Una encuesta del Instituto Gino Germani de la Facultad de Ciencias Sociales de la UBA se interesó en la iniciación sexual de los argentinos. “Diversos factores indican que la primera relación tiende a producirse cada vez a edades más tempranas que en generaciones anteriores”, concluyeron Mario Margulis, Maricel Rodríguez Blanco y Lucía Wang en su estudio Sexualidad y cambio cultural entre jóvenes de sectores medios. Realizado entre 300 jóvenes, el estudio reveló que la mayoría se inicia entre los 15 y 17 años (52%). Dato sugestivo: el 34% de los varones tuvo a los 14 años o menos su primera relación. En el caso de las mujeres, la categoría más numerosa es 18 años y más (48%). El 43% de las jóvenes tuvo su debut entre 15 y 17 años.

El estudio prueba la creciente libertad sexual de la mujer. También, los efectos que el nuevo comportamiento causa entre los hombres: “La cultura ya no enfatiza la virginidad, la sexualidad no está tan estigmatizada y sobran estímulos que alientan prácticas libres”, concluyen.
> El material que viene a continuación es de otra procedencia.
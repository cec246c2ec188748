//! Configuration vocabulary to Linux DVB enumerations.
//!
//! Every table here is sorted by key and searched with a binary search.
//! Lookups never fail: a missing or unknown key yields the caller's default.

use dvb_sys as sys;

macro_rules! dtv_enum {
    ($(#[$meta:meta])* $name:ident { $($variant:ident = $value:expr),+ $(,)? }) => {
        $(#[$meta])*
        #[derive(Debug, Clone, Copy, PartialEq, Eq, Hash)]
        #[repr(u32)]
        pub enum $name {
            $($variant = $value),+
        }

        impl From<$name> for u32 {
            fn from(v: $name) -> u32 {
                v as u32
            }
        }
    };
}

dtv_enum! {
    /// Delivery system submitted as `DTV_DELIVERY_SYSTEM`.
    DeliverySystem {
        DvbcAnnexAc = sys::SYS_DVBC_ANNEX_AC,
        DvbcAnnexB = sys::SYS_DVBC_ANNEX_B,
        Dvbt = sys::SYS_DVBT,
        Dvbs = sys::SYS_DVBS,
        Dvbs2 = sys::SYS_DVBS2,
        Atsc = sys::SYS_ATSC,
    }
}

dtv_enum! {
    Modulation {
        Qpsk = sys::QPSK,
        Qam16 = sys::QAM_16,
        Qam32 = sys::QAM_32,
        Qam64 = sys::QAM_64,
        Qam128 = sys::QAM_128,
        Qam256 = sys::QAM_256,
        QamAuto = sys::QAM_AUTO,
        Vsb8 = sys::VSB_8,
        Vsb16 = sys::VSB_16,
        Psk8 = sys::PSK_8,
        Apsk16 = sys::APSK_16,
        Apsk32 = sys::APSK_32,
        Dqpsk = sys::DQPSK,
    }
}

dtv_enum! {
    /// Inner FEC code rate.
    CodeRate {
        Fec1_2 = sys::FEC_1_2,
        Fec2_3 = sys::FEC_2_3,
        Fec3_4 = sys::FEC_3_4,
        Fec4_5 = sys::FEC_4_5,
        Fec5_6 = sys::FEC_5_6,
        Fec6_7 = sys::FEC_6_7,
        Fec7_8 = sys::FEC_7_8,
        Fec8_9 = sys::FEC_8_9,
        Fec9_10 = sys::FEC_9_10,
        Auto = sys::FEC_AUTO,
    }
}

dtv_enum! {
    TransmitMode {
        Mode2K = sys::TRANSMISSION_MODE_2K,
        Mode4K = sys::TRANSMISSION_MODE_4K,
        Mode8K = sys::TRANSMISSION_MODE_8K,
        Auto = sys::TRANSMISSION_MODE_AUTO,
    }
}

dtv_enum! {
    GuardInterval {
        Guard1_4 = sys::GUARD_INTERVAL_1_4,
        Guard1_8 = sys::GUARD_INTERVAL_1_8,
        Guard1_16 = sys::GUARD_INTERVAL_1_16,
        Guard1_32 = sys::GUARD_INTERVAL_1_32,
        Auto = sys::GUARD_INTERVAL_AUTO,
    }
}

dtv_enum! {
    Hierarchy {
        None = sys::HIERARCHY_NONE,
        Hierarchy1 = sys::HIERARCHY_1,
        Hierarchy2 = sys::HIERARCHY_2,
        Hierarchy4 = sys::HIERARCHY_4,
        Auto = sys::HIERARCHY_AUTO,
    }
}

dtv_enum! {
    /// LNB supply voltage; selects the polarization.
    SecVoltage {
        V13 = sys::SEC_VOLTAGE_13,
        V18 = sys::SEC_VOLTAGE_18,
        Off = sys::SEC_VOLTAGE_OFF,
    }
}

dtv_enum! {
    /// 22 kHz continuous tone.
    SecTone {
        On = sys::SEC_TONE_ON,
        Off = sys::SEC_TONE_OFF,
    }
}

dtv_enum! {
    /// Mini-DiSEqC tone burst.
    MiniCmd {
        A = sys::SEC_MINI_A,
        B = sys::SEC_MINI_B,
    }
}

dtv_enum! {
    Pilot {
        On = sys::PILOT_ON,
        Off = sys::PILOT_OFF,
        Auto = sys::PILOT_AUTO,
    }
}

dtv_enum! {
    Rolloff {
        R35 = sys::ROLLOFF_35,
        R20 = sys::ROLLOFF_20,
        R25 = sys::ROLLOFF_25,
        Auto = sys::ROLLOFF_AUTO,
    }
}

dtv_enum! {
    Inversion {
        Off = sys::INVERSION_OFF,
        On = sys::INVERSION_ON,
        Auto = sys::INVERSION_AUTO,
    }
}

/// Maps an integer key through a sorted table.
pub fn lookup_int<T: Copy>(key: i32, table: &[(i32, T)], default: T) -> T {
    table
        .binary_search_by(|(k, _)| k.cmp(&key))
        .map(|i| table[i].1)
        .unwrap_or(default)
}

/// Maps a string key through a sorted table. Comparison is bytewise and
/// therefore case-sensitive.
pub fn lookup_str<T: Copy>(key: Option<&str>, table: &[(&str, T)], default: T) -> T {
    key.and_then(|key| table.binary_search_by(|(k, _)| (*k).cmp(key)).ok())
        .map(|i| table[i].1)
        .unwrap_or(default)
}

const MODULATIONS: &[(&str, Modulation)] = &[
    ("128QAM", Modulation::Qam128),
    ("16APSK", Modulation::Apsk16),
    ("16QAM", Modulation::Qam16),
    ("16VSB", Modulation::Vsb16),
    ("256QAM", Modulation::Qam256),
    ("32APSK", Modulation::Apsk32),
    ("32QAM", Modulation::Qam32),
    ("64QAM", Modulation::Qam64),
    ("8PSK", Modulation::Psk8),
    ("8VSB", Modulation::Vsb8),
    ("DQPSK", Modulation::Dqpsk),
    ("QAM", Modulation::QamAuto),
    ("QPSK", Modulation::Qpsk),
];

const CODE_RATES: &[(&str, CodeRate)] = &[
    ("", CodeRate::Auto),
    ("1/2", CodeRate::Fec1_2),
    ("2/3", CodeRate::Fec2_3),
    ("3/4", CodeRate::Fec3_4),
    ("4/5", CodeRate::Fec4_5),
    ("5/6", CodeRate::Fec5_6),
    ("6/7", CodeRate::Fec6_7),
    ("7/8", CodeRate::Fec7_8),
    ("8/9", CodeRate::Fec8_9),
    ("9/10", CodeRate::Fec9_10),
];

const TRANSMIT_MODES: &[(i32, TransmitMode)] = &[
    (-1, TransmitMode::Auto),
    (2, TransmitMode::Mode2K),
    (4, TransmitMode::Mode4K),
    (8, TransmitMode::Mode8K),
];

const GUARD_INTERVALS: &[(&str, GuardInterval)] = &[
    ("", GuardInterval::Auto),
    ("1/16", GuardInterval::Guard1_16),
    ("1/32", GuardInterval::Guard1_32),
    ("1/4", GuardInterval::Guard1_4),
    ("1/8", GuardInterval::Guard1_8),
];

const HIERARCHIES: &[(i32, Hierarchy)] = &[
    (-1, Hierarchy::Auto),
    (0, Hierarchy::None),
    (1, Hierarchy::Hierarchy1),
    (2, Hierarchy::Hierarchy2),
    (4, Hierarchy::Hierarchy4),
];

const POLARIZATIONS: &[(i32, SecVoltage)] = &[
    (0, SecVoltage::Off),
    ('H' as i32, SecVoltage::V18),
    ('L' as i32, SecVoltage::V18),
    ('R' as i32, SecVoltage::V13),
    ('V' as i32, SecVoltage::V13),
];

pub fn parse_modulation(s: Option<&str>, default: Modulation) -> Modulation {
    lookup_str(s, MODULATIONS, default)
}

/// An absent or empty rate means automatic.
pub fn parse_fec(s: Option<&str>) -> CodeRate {
    lookup_str(s, CODE_RATES, CodeRate::Auto)
}

/// `-1` or any unknown value means automatic.
pub fn parse_transmit_mode(i: i32) -> TransmitMode {
    lookup_int(i, TRANSMIT_MODES, TransmitMode::Auto)
}

pub fn parse_guard(s: Option<&str>) -> GuardInterval {
    lookup_str(s, GUARD_INTERVALS, GuardInterval::Auto)
}

pub fn parse_hierarchy(i: i32) -> Hierarchy {
    lookup_int(i, HIERARCHIES, Hierarchy::Auto)
}

/// Horizontal and left-hand circular use 18 V, vertical and right-hand
/// circular use 13 V. No polarization switches the LNB supply off.
pub fn parse_polarization(pol: Option<char>) -> SecVoltage {
    let key = pol.map(|c| c as i32).unwrap_or(0);
    lookup_int(key, POLARIZATIONS, SecVoltage::Off)
}

impl Pilot {
    /// 0 is off, 1 is on, anything else is automatic.
    pub fn from_config(v: i32) -> Self {
        match v {
            0 => Pilot::Off,
            1 => Pilot::On,
            _ => Pilot::Auto,
        }
    }
}

impl Rolloff {
    /// Roll-off factor in percent; unknown factors are automatic.
    pub fn from_percent(v: i32) -> Self {
        match v {
            20 => Rolloff::R20,
            25 => Rolloff::R25,
            35 => Rolloff::R35,
            _ => Rolloff::Auto,
        }
    }
}

impl Inversion {
    /// 0 is off, 1 is on, anything else is automatic.
    pub fn from_config(v: i32) -> Self {
        match v {
            0 => Inversion::Off,
            1 => Inversion::On,
            _ => Inversion::Auto,
        }
    }
}
use std::io;
use std::io::ErrorKind;

use log::{debug, error};

use crate::tuner::node::{DeviceNode, DvbBackend};
use crate::tuner::session::DvbDevice;

/// Result of one [`DvbDevice::read`] call.
#[derive(Debug, Clone, Copy, PartialEq, Eq)]
pub enum ReadOutcome {
    Data(usize),
    /// The stream ended or the demultiplexer failed; stop reading.
    EndOfStream,
    /// Nothing available yet; call again.
    Retry,
}

impl ReadOutcome {
    /// `n`, `0` or `-1`.
    pub fn as_raw(self) -> isize {
        match self {
            ReadOutcome::Data(n) => n as isize,
            ReadOutcome::EndOfStream => 0,
            ReadOutcome::Retry => -1,
        }
    }
}

#[cfg(unix)]
fn is_overflow(e: &io::Error) -> bool {
    e.raw_os_error() == Some(libc::EOVERFLOW)
}

#[cfg(not(unix))]
fn is_overflow(_e: &io::Error) -> bool {
    false
}

impl<B: DvbBackend> DvbDevice<B> {
    /// Waits for transport stream data, handling at most one frontend event
    /// on the way.
    pub fn read(&self, buf: &mut [u8]) -> ReadOutcome {
        let data = self.filter.data_node();
        let ready = match self
            .backend
            .wait(data, self.frontend.as_ref(), self.read_timeout)
        {
            Ok(ready) => ready,
            Err(e) => {
                debug!("cannot poll: {}", e);
                return ReadOutcome::Retry;
            }
        };

        if let (true, Some(frontend)) = (ready.frontend, self.frontend.as_ref()) {
            match frontend.next_event() {
                Ok(status) => debug!("frontend status: {}", status),
                Err(e) if is_overflow(&e) => {
                    error!("cannot dequeue events fast enough!");
                    return ReadOutcome::Retry;
                }
                Err(e) => {
                    error!("cannot dequeue frontend event: {}", e);
                    return ReadOutcome::EndOfStream;
                }
            }
        }

        if !ready.data {
            return ReadOutcome::Retry;
        }

        match data.read(buf) {
            Ok(0) => ReadOutcome::EndOfStream,
            Ok(n) => ReadOutcome::Data(n),
            Err(e) if matches!(e.kind(), ErrorKind::WouldBlock | ErrorKind::Interrupted) => {
                ReadOutcome::Retry
            }
            Err(e) if is_overflow(&e) => {
                error!("cannot demux data fast enough!");
                ReadOutcome::Retry
            }
            Err(e) => {
                error!("cannot demux: {}", e);
                ReadOutcome::EndOfStream
            }
        }
    }
}
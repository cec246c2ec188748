//! dvbtune: command line front end for Linux DVB adapters.

use std::io::ErrorKind;
use std::path::PathBuf;
use std::sync::atomic::{AtomicBool, Ordering};
use std::sync::Arc;
use std::time::Duration;

use clap::Parser;
use colored::Colorize;
use log::info;

use dvbtune::config::{load_config, DEFAULT_CONFIG_FILE};
use dvbtune::{DvbConfig, DvbDevice, SystemBackend, TunerError};

mod commands;
mod context;

use context::{Cli, Commands};

fn init_logger(verbose: bool) {
    let default_level = if verbose { "debug" } else { "info" };
    env_logger::Builder::from_env(env_logger::Env::default().default_filter_or(default_level))
        .format_timestamp_millis()
        .init();
}

fn base_config(path: Option<&PathBuf>) -> Result<DvbConfig, Box<dyn std::error::Error>> {
    // explicit path > ./dvbtune.toml > defaults
    let path = path.cloned().or_else(|| {
        let default_path = PathBuf::from(DEFAULT_CONFIG_FILE);
        default_path.exists().then_some(default_path)
    });
    let mut config = match path {
        Some(path) => {
            let config = load_config(&path)?;
            info!("Loaded config from: {}", path.display());
            config
        }
        None => DvbConfig::default(),
    };
    config.apply_env();
    Ok(config)
}

fn stop_flag() -> Result<Arc<AtomicBool>, ctrlc::Error> {
    let stop = Arc::new(AtomicBool::new(false));
    let handler_stop = stop.clone();
    ctrlc::set_handler(move || {
        handler_stop.store(true, Ordering::Relaxed);
    })?;
    Ok(stop)
}

fn report(e: &TunerError) {
    if let Some(os) = e.os_error() {
        match os.kind() {
            ErrorKind::PermissionDenied => eprintln!(
                "{}",
                "Hint: the user needs read/write access to /dev/dvb (usually the 'video' group)."
                    .yellow()
            ),
            ErrorKind::NotFound => eprintln!(
                "{}",
                "Hint: check the adapter and device numbers under /dev/dvb.".yellow()
            ),
            _ => {}
        }
    }
}

fn reported(e: TunerError) -> TunerError {
    report(&e);
    e
}

fn open(config: &DvbConfig, tune: bool) -> Result<DvbDevice<SystemBackend>, TunerError> {
    DvbDevice::open(SystemBackend::default(), config, tune).map_err(reported)
}

fn main() -> Result<(), Box<dyn std::error::Error>> {
    let cli = Cli::parse();
    init_logger(cli.verbose);

    let mut config = base_config(cli.config.as_ref())?;

    match cli.command {
        Commands::Info { device } => {
            commands::apply_device_args(&mut config, &device);
            let dev = open(&config, true)?;
            commands::print_info(&dev);
        }
        Commands::Checksignal { device, tuning } => {
            commands::apply_device_args(&mut config, &device);
            commands::apply_tuning_args(&mut config, &tuning);
            let stop = stop_flag()?;

            let dev = open(&config, true)?;
            commands::tune(&dev, &tuning).map_err(reported)?;
            commands::check_signal(&dev, &stop);
        }
        Commands::Tune {
            device,
            tuning,
            pids,
            time,
            output,
        } => {
            commands::apply_device_args(&mut config, &device);
            commands::apply_tuning_args(&mut config, &tuning);
            let stop = stop_flag()?;
            let duration = time
                .filter(|t| *t > 0.0)
                .and_then(|t| Duration::try_from_secs_f64(t).ok());

            let mut dev = open(&config, true)?;
            let system = commands::tune(&dev, &tuning).map_err(reported)?;
            for pid in pids {
                dev.add_pid(pid).map_err(reported)?;
            }

            let out = commands::open_output(&output)?;
            info!("Recording {:?} to {}", system, output);
            let total = commands::record(&dev, out, duration, stop)?;
            info!("Recorded {} bytes", total);
            dev.close();
        }
    }

    Ok(())
}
Para Sapetti, la educación tuvo mucho que ver para que se produjeran estos cambios. “El joven intenta saber a través de sus mayores cuáles son los secretos del sexo, ya que su mente se ve poblada por fantasmas y creencias ante lo desconocido, como el mito del himen, el miedo a la primera vez, la masturbación y sus supuestos daños, el pecado, el desconocimiento de la respuesta sexual del varón y de las niñas, el temor al embarazo, la incógnita de cómo viven en realidad la sexualidad sus padres y amigos...” La educación temprana, insiste Sapetti, es el arma más eficaz para reducir las Enfermedades de Transmisión Sexual (ETS). La encuesta argentina lo confirma: mientras que el 22% de adultos entre 44 y 55 años sufrieron ETS, los jÓvenes entre 16 y 20 años informaron sólo un 8% de casos.

Jonathan Margulis calculó que la especie humana mantuvo 1.200 billones de relaciones sexuales desde el año 98.000 a.C. hasta hoy. Tanta pasión contrasta con la abrumadora levedad del orgasmo, cada uno de los cuales dura, promedio, 10 segundos. Si la frecuencia media es de uno o dos actos sexuales semanales, la mayoría de los seres humanos sólo experimentan 20 segundos de orgasmo por semana.

Un instante de fugaz felicidad por el que muchos darían hasta lo que no tienen.